Using the Mississippi River Watershed Module in Geomicrobiology

Wesley Swingley, Northern Illinois University

Course Description

About the Course


Level: Upper division, cross-listed between Biology and Geology also with heavy Environmental Studies student enrollment.
Size: 20 students
Format: In-person

Course specific exercise »

Role of microorganisms in diverse environments at and below the surface of the earth. Topics include life in extreme environments, biodegradation and remediation, biogeochemical cycling, and astrobiology examined from the perspectives of geochemistry, microbial ecology, molecular biology, and ecosystem studies.

... getting the students to think outside of their own discipline worked really well.

Explore the Mississippi River Watershed Module »

Relationship of the Mississippi Watershed Module to Your Course

Geochemical cycles are covered early in the semester, prior to implementing the module on nitrogen cycling, so students have experience with the major players. This section reinforces the main course content and expands the context to bigger picture issues.

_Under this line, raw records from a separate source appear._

// Excel import (xlsx, xls, xlsb, ods) and report export (xlsx only)
//
// Import reads only the first worksheet. Export writes a single sheet named
// "Sheet1" with a bold header row.

use std::path::Path;

use calamine::{open_workbook_auto, Data, Reader, Sheets};
use fundcheck_core::{Cell, EnrichedTable, FundTable};
use rust_xlsxwriter::{Format, Workbook, Worksheet};

use crate::error::{LoadError, WriteError};

const SHEET_NAME: &str = "Sheet1";
const DATETIME_FORMAT: &str = "yyyy-mm-dd hh:mm:ss";

/// Read the first worksheet into a table.
pub fn import(path: &Path) -> Result<FundTable, LoadError> {
    let mut workbook: Sheets<_> = open_workbook_auto(path).map_err(|e| LoadError::Open {
        path: path.to_path_buf(),
        message: e.to_string(),
    })?;

    let range = match workbook.worksheet_range_at(0) {
        Some(range) => range.map_err(|e| LoadError::Sheet {
            path: path.to_path_buf(),
            message: e.to_string(),
        })?,
        None => return Err(LoadError::NoSheets(path.to_path_buf())),
    };

    let grid: Vec<Vec<Cell>> = range
        .rows()
        .map(|row| row.iter().map(cell_from_data).collect())
        .collect();

    Ok(crate::table_from_grid(grid))
}

fn cell_from_data(data: &Data) -> Cell {
    match data {
        Data::Empty => Cell::Empty,
        Data::String(s) => Cell::Text(s.clone()),
        Data::Float(n) => Cell::Number(*n),
        Data::Int(n) => Cell::Number(*n as f64),
        Data::Bool(b) => Cell::Bool(*b),
        // 1900 date system assumed; calamine does not expose the 1904 flag
        Data::DateTime(dt) => Cell::DateTime(dt.as_f64()),
        Data::DateTimeIso(s) | Data::DurationIso(s) => Cell::Text(s.clone()),
        Data::Error(e) => Cell::Text(format!("#{:?}", e)),
    }
}

/// Write the report as a single-sheet xlsx workbook.
pub fn export(table: &EnrichedTable, path: &Path) -> Result<(), WriteError> {
    let mut workbook = Workbook::new();
    let header_format = Format::new().set_bold();
    let datetime_format = Format::new().set_num_format(DATETIME_FORMAT);

    let worksheet = workbook.add_worksheet();
    worksheet
        .set_name(SHEET_NAME)
        .map_err(|e| WriteError::Sheet(e.to_string()))?;

    for (idx, name) in table.output_headers().iter().enumerate() {
        let col = column(idx)?;
        worksheet
            .write_string_with_format(0, col, name, &header_format)
            .map_err(|e| WriteError::Sheet(format!("header '{name}': {e}")))?;
    }

    for (row_idx, cells) in table.output_rows().iter().enumerate() {
        let row = u32::try_from(row_idx + 1)
            .map_err(|_| WriteError::Sheet(format!("row {} out of range", row_idx + 1)))?;
        for (col_idx, cell) in cells.iter().enumerate() {
            write_cell(worksheet, row, column(col_idx)?, cell, &datetime_format)?;
        }
    }

    workbook.save(path).map_err(|e| WriteError::Save {
        path: path.to_path_buf(),
        message: e.to_string(),
    })
}

fn column(idx: usize) -> Result<u16, WriteError> {
    u16::try_from(idx).map_err(|_| WriteError::Sheet(format!("column {idx} out of range")))
}

fn write_cell(
    worksheet: &mut Worksheet,
    row: u32,
    col: u16,
    cell: &Cell,
    datetime_format: &Format,
) -> Result<(), WriteError> {
    let result = match cell {
        Cell::Empty => return Ok(()),
        Cell::Text(s) if s.is_empty() => return Ok(()),
        Cell::Number(n) | Cell::DateTime(n) if !n.is_finite() => return Ok(()),
        Cell::Text(s) => worksheet.write_string(row, col, s),
        Cell::Number(n) => worksheet.write_number(row, col, *n),
        Cell::Bool(b) => worksheet.write_boolean(row, col, *b),
        Cell::DateTime(n) => worksheet.write_number_with_format(row, col, *n, datetime_format),
    };

    result
        .map(|_| ())
        .map_err(|e| WriteError::Sheet(format!("cell ({row}, {col}): {e}")))
}

#[cfg(test)]
mod tests {
    use super::*;
    use fundcheck_core::{DerivedFields, EnrichedRecord, FundRecord};
    use tempfile::tempdir;

    /// Build an input workbook the way an operator would: mixed text and numbers.
    fn write_input(path: &Path) {
        let mut wb = Workbook::new();
        let ws = wb.add_worksheet();
        ws.write_string(0, 0, "CNPJ").unwrap();
        ws.write_string(0, 1, "Fundo").unwrap();
        ws.write_string(0, 2, "Cotas").unwrap();
        ws.write_string(1, 0, "12.345.678/0001-99").unwrap();
        ws.write_string(1, 1, "Fund X").unwrap();
        ws.write_number(1, 2, 1500.0).unwrap();
        ws.write_number(2, 0, 11222333000181.0).unwrap();
        ws.write_string(2, 1, "Fund Y").unwrap();
        wb.add_worksheet().set_name("ignored").unwrap().write_string(0, 0, "other").unwrap();
        wb.save(path).unwrap();
    }

    fn read_back(path: &Path) -> Vec<Vec<Data>> {
        let mut wb = open_workbook_auto(path).unwrap();
        let range = wb.worksheet_range_at(0).unwrap().unwrap();
        range.rows().map(|r| r.to_vec()).collect()
    }

    #[test]
    fn import_first_sheet() {
        let dir = tempdir().unwrap();
        let path = dir.path().join("entrada.xlsx");
        write_input(&path);

        let table = import(&path).unwrap();
        assert_eq!(table.headers, vec!["CNPJ", "Fundo", "Cotas"]);
        assert_eq!(table.len(), 2);
        assert_eq!(table.records[0].get(0), &Cell::from("12.345.678/0001-99"));
        assert_eq!(table.records[0].get(2), &Cell::Number(1500.0));
        // Numeric CNPJ keeps its digits when rendered
        assert_eq!(table.records[1].get(0).as_text().as_deref(), Some("11222333000181"));
        assert_eq!(table.records[1].get(2), &Cell::Empty);
    }

    #[test]
    fn import_rejects_garbage() {
        let dir = tempdir().unwrap();
        let path = dir.path().join("entrada.xlsx");
        std::fs::write(&path, b"not a workbook").unwrap();

        assert!(matches!(import(&path), Err(LoadError::Open { .. })));
    }

    #[test]
    fn export_report_columns() {
        let dir = tempdir().unwrap();
        let path = dir.path().join("planilha-validada.xlsx");

        let table = EnrichedTable {
            headers: vec!["CNPJ".into(), "Cotas".into()],
            rows: vec![
                EnrichedRecord {
                    record: FundRecord::new(vec![Cell::from("12.345.678/0001-99"), Cell::Number(10.0)]),
                    derived: DerivedFields {
                        validated: true,
                        last_filing_date: "2024-01-15".into(),
                        external_id: "D1".into(),
                        secondary_id: "12345678000199".into(),
                    },
                },
                EnrichedRecord::unmatched(FundRecord::new(vec![Cell::from("99.999.999/9999-99")])),
            ],
        };

        export(&table, &path).unwrap();
        let rows = read_back(&path);

        assert_eq!(rows.len(), 3);
        let header: Vec<String> = rows[0].iter().map(|d| d.to_string()).collect();
        assert_eq!(
            header,
            vec!["CNPJ", "Cotas", "validado", "dataUltimoArquivamento", "externalId", "idRedis"]
        );
        assert_eq!(rows[1][1], Data::Float(10.0));
        assert_eq!(rows[1][2], Data::Bool(true));
        assert_eq!(rows[1][3], Data::String("2024-01-15".into()));
        assert_eq!(rows[1][4], Data::String("D1".into()));
        assert_eq!(rows[1][5], Data::String("12345678000199".into()));

        assert_eq!(rows[2][0], Data::String("99.999.999/9999-99".into()));
        assert_eq!(rows[2][2], Data::Bool(false));
        assert_eq!(rows[2][3], Data::Empty);
    }
}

Integrating the Module into Your Course

The course that I integrated this into is a geo microbiology course that goes over a lot of the topics that are related to the Mississippi River nitrogen module. The module really fit naturally into my course replacing an outside research activity with this module and adding it in after they had learned a lot of the prerequisite material covering elemental cycling and microbial impacts and all of that sort of stuff.

What Worked Well

I think getting the students to think outside of their own discipline worked really well, getting them to imagine some of the other perspectives and some of the broader perspectives and big picture ideas worked really well. And this course has a lot of that anyway within the scientific disciplines, but it was expanded out into some of the social sciences and the societal impacts I think really well.

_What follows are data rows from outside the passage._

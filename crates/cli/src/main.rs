// fundcheck - validate a fund sheet against the document registry and the identity service

mod exit_codes;
mod run;

use std::path::PathBuf;
use std::process::ExitCode;

use clap::Parser;
use tracing_subscriber::{fmt, EnvFilter};

use exit_codes::{EXIT_SUCCESS, EXIT_USAGE};
use run::{execute, resolve_settings, summary_json, CliError, Overrides};

#[derive(Parser)]
#[command(name = "fundcheck")]
#[command(about = "Validate fund CNPJs against the document registry and identity service")]
#[command(long_version = long_version())]
#[command(version)]
#[command(after_help = "\
Environment:
  MZ_IQ_FUNDS_DATA_URL    identity service base URL
  MZ_IQ_API_KEY           identity service key (mz-internal-app header)
  FUNDCHECK_REGISTRY_URL  document registry search endpoint
  FUNDCHECK_INPUT         input spreadsheet
  FUNDCHECK_OUTPUT        report path
  FUNDCHECK_TIMEOUT_SECS  per-request timeout (default 10)
  RUST_LOG                log filter (default info)")]
struct Cli {
    /// Config file [default: <config dir>/fundcheck/config.toml, if present]
    #[arg(long, value_name = "PATH")]
    config: Option<PathBuf>,

    /// Input spreadsheet (xlsx, xls, xlsb, ods) or CSV/TSV
    #[arg(long, short = 'i', value_name = "PATH")]
    input: Option<PathBuf>,

    /// Report path; .csv/.tsv write delimited text, anything else xlsx
    #[arg(long, short = 'o', value_name = "PATH")]
    output: Option<PathBuf>,

    /// Header of the column holding the CNPJ [default: CNPJ]
    #[arg(long, value_name = "NAME")]
    cnpj_column: Option<String>,

    /// Print the run summary as JSON on stdout
    #[arg(long)]
    json: bool,
}

fn long_version() -> &'static str {
    concat!(
        env!("CARGO_PKG_VERSION"),
        " (", env!("GIT_COMMIT_HASH"), ")",
        "\nrecon:   fundcheck-recon ", env!("CARGO_PKG_VERSION"),
    )
}

fn init_logging() {
    let filter = EnvFilter::try_from_default_env().unwrap_or_else(|_| EnvFilter::new("info"));
    fmt::Subscriber::builder()
        .with_env_filter(filter)
        .with_writer(std::io::stderr)
        .init();
}

fn main() -> ExitCode {
    let cli = match Cli::try_parse() {
        Ok(cli) => cli,
        Err(e) => {
            // --help and --version also land here
            let code = if e.use_stderr() { EXIT_USAGE } else { EXIT_SUCCESS };
            let _ = e.print();
            return ExitCode::from(code);
        }
    };

    init_logging();

    let overrides = Overrides {
        config: cli.config,
        input: cli.input,
        output: cli.output,
        cnpj_column: cli.cnpj_column,
    };

    let result = resolve_settings(&overrides).and_then(|settings| execute(&settings));

    match result {
        Ok(outcome) => {
            if cli.json {
                match serde_json::to_string_pretty(&summary_json(&outcome)) {
                    Ok(text) => println!("{}", text),
                    Err(e) => eprintln!("warning: cannot serialize summary: {}", e),
                }
            }
            eprintln!("fund data verification completed successfully");
            ExitCode::from(EXIT_SUCCESS)
        }
        Err(CliError { code, message, hint }) => {
            if !message.is_empty() {
                eprintln!("error: {}", message);
            }
            if let Some(hint) = hint {
                eprintln!("hint:  {}", hint);
            }
            eprintln!("fund data verification failed");
            ExitCode::from(code)
        }
    }
}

Challenges and How They Were Addressed

A lot of the challenges that I had are time constraints. It's always hard getting a new module into a course and getting students to not feel too overwhelmed by the extra work or the things that they see as outside of their course. The other big challenge I had was simply in the personality of the typical student. Getting them to challenge each other and to really ask hard questions and be challenging to one another, that's very hard for them. And so I always push them to have a welcoming open environment so that everybody can ask these challenging questions without it being a negative experience.

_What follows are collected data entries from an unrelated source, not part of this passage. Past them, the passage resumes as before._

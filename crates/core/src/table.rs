use serde::Serialize;

use crate::cell::Cell;

/// Columns appended to the report, in output order.
pub const DERIVED_COLUMNS: [&str; 4] = ["validado", "dataUltimoArquivamento", "externalId", "idRedis"];

// ---------------------------------------------------------------------------
// Input
// ---------------------------------------------------------------------------

/// One input row. Cells are positional, aligned with [`FundTable::headers`].
#[derive(Debug, Clone, Default, PartialEq)]
pub struct FundRecord {
    pub cells: Vec<Cell>,
}

impl FundRecord {
    pub fn new(cells: Vec<Cell>) -> Self {
        Self { cells }
    }

    /// Cell at `idx`, or `Cell::Empty` for short rows.
    pub fn get(&self, idx: usize) -> &Cell {
        static EMPTY: Cell = Cell::Empty;
        self.cells.get(idx).unwrap_or(&EMPTY)
    }
}

/// The loaded input sheet: header row plus records in file order.
#[derive(Debug, Clone, Default, PartialEq)]
pub struct FundTable {
    pub headers: Vec<String>,
    pub records: Vec<FundRecord>,
}

impl FundTable {
    pub fn new(headers: Vec<String>, records: Vec<FundRecord>) -> Self {
        Self { headers, records }
    }

    pub fn len(&self) -> usize {
        self.records.len()
    }

    pub fn is_empty(&self) -> bool {
        self.records.is_empty()
    }

    /// Position of a column by exact header name.
    pub fn column_index(&self, name: &str) -> Option<usize> {
        self.headers.iter().position(|h| h == name)
    }
}

// ---------------------------------------------------------------------------
// Output
// ---------------------------------------------------------------------------

/// The four fields reconciliation adds to every row.
///
/// Serialized names match the report's column headers.
#[derive(Debug, Clone, Default, PartialEq, Eq, Serialize)]
pub struct DerivedFields {
    #[serde(rename = "validado")]
    pub validated: bool,
    #[serde(rename = "dataUltimoArquivamento")]
    pub last_filing_date: String,
    #[serde(rename = "externalId")]
    pub external_id: String,
    #[serde(rename = "idRedis")]
    pub secondary_id: String,
}

impl DerivedFields {
    /// Cells in [`DERIVED_COLUMNS`] order.
    pub fn cells(&self) -> [Cell; 4] {
        [
            Cell::Bool(self.validated),
            Cell::Text(self.last_filing_date.clone()),
            Cell::Text(self.external_id.clone()),
            Cell::Text(self.secondary_id.clone()),
        ]
    }
}

#[derive(Debug, Clone, PartialEq)]
pub struct EnrichedRecord {
    pub record: FundRecord,
    pub derived: DerivedFields,
}

impl EnrichedRecord {
    /// A record with every derived field at its default.
    pub fn unmatched(record: FundRecord) -> Self {
        Self { record, derived: DerivedFields::default() }
    }
}

/// Reconciled rows, one per input record, in input order.
#[derive(Debug, Clone, Default, PartialEq)]
pub struct EnrichedTable {
    pub headers: Vec<String>,
    pub rows: Vec<EnrichedRecord>,
}

impl EnrichedTable {
    pub fn len(&self) -> usize {
        self.rows.len()
    }

    pub fn is_empty(&self) -> bool {
        self.rows.is_empty()
    }

    /// Header row of the report.
    ///
    /// Input columns come first. A derived column whose name already exists
    /// in the input replaces that column in place; the rest are appended.
    pub fn output_headers(&self) -> Vec<String> {
        let mut headers = self.headers.clone();
        for name in DERIVED_COLUMNS {
            if !headers.iter().any(|h| h == name) {
                headers.push(name.to_string());
            }
        }
        headers
    }

    /// Report cells for every row, aligned with [`Self::output_headers`].
    pub fn output_rows(&self) -> Vec<Vec<Cell>> {
        let headers = self.output_headers();
        let derived_positions: Vec<usize> = DERIVED_COLUMNS
            .iter()
            .filter_map(|name| headers.iter().position(|h| h == name))
            .collect();

        self.rows
            .iter()
            .map(|row| {
                let mut cells: Vec<Cell> = (0..headers.len())
                    .map(|i| if i < self.headers.len() { row.record.get(i).clone() } else { Cell::Empty })
                    .collect();
                for (pos, cell) in derived_positions.iter().zip(row.derived.cells()) {
                    cells[*pos] = cell;
                }
                cells
            })
            .collect()
    }
}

Student Response to the Module and Activities

I think the way I teach and the way I bring the module into class is a little bit maybe Helter Skelter. At first, there's a lot of information and a lot of things that I don't really tell them how everything fits into place. I don't tell them which slot is which shape. And so I think at the beginning a lot of students are a little overwhelmed and a little taken aback by that open-ended approach. I think most of the students responded pretty well once they got rolling and once they saw what the other groups were doing and what the module was saying. In the case of our wicked problem, I kind of wanted to give them that experience of being overwhelmed by the scale of things. And so they got that experience for better or worse.